==== Supplied material

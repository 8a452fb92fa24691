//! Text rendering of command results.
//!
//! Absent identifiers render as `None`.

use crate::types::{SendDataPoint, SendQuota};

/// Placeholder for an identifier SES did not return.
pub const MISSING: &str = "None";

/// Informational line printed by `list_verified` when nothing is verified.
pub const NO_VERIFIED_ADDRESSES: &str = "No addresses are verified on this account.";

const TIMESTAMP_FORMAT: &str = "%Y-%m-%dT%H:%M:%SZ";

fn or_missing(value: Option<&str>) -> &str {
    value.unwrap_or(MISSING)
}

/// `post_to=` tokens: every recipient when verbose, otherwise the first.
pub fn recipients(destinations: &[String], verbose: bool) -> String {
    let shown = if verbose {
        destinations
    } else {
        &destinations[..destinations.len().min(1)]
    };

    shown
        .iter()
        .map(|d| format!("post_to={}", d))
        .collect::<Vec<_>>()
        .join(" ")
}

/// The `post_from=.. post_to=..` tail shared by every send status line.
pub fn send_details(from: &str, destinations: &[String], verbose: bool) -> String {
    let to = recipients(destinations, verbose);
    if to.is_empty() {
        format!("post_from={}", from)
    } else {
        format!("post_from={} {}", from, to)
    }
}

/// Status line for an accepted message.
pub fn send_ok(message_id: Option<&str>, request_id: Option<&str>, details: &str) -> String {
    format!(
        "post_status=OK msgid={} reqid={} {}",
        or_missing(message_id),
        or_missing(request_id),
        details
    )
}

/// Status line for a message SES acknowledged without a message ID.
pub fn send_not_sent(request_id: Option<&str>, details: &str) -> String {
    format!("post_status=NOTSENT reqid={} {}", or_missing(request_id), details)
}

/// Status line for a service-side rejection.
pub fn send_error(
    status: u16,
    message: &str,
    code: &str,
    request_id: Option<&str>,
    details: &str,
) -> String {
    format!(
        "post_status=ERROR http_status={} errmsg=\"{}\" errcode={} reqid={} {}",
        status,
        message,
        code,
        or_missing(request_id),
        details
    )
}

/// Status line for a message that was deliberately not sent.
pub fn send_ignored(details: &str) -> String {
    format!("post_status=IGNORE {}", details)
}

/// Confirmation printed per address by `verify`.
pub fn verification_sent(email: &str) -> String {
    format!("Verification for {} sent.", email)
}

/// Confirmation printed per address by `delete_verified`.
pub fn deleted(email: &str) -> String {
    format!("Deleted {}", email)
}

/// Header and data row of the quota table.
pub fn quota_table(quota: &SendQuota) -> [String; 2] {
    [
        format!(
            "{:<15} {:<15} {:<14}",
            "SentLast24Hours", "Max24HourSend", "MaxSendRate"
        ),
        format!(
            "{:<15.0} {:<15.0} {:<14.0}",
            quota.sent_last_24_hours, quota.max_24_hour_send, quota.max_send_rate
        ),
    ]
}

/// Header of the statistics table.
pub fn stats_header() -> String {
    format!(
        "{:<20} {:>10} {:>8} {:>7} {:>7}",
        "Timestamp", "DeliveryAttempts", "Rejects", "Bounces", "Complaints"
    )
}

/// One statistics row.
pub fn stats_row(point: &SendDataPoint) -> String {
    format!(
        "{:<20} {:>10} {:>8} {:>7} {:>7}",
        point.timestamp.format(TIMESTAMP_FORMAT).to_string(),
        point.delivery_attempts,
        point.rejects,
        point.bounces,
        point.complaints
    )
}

========
==== Supplied material

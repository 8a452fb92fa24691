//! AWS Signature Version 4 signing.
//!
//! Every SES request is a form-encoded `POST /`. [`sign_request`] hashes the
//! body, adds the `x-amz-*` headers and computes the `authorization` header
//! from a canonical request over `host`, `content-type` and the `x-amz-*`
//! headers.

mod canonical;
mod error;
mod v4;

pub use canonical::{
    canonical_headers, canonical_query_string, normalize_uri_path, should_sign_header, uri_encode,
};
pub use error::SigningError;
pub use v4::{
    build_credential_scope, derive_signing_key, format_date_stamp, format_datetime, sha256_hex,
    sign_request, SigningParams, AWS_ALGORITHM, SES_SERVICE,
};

========

Exercise details: Should a line in the material contain "email", copy it.

Result of this task:
pub fn verification_sent(email: &str) -> String {
    format!("Verification for {} sent.", email)
pub fn deleted(email: &str) -> String {
    format!("Deleted {}", email)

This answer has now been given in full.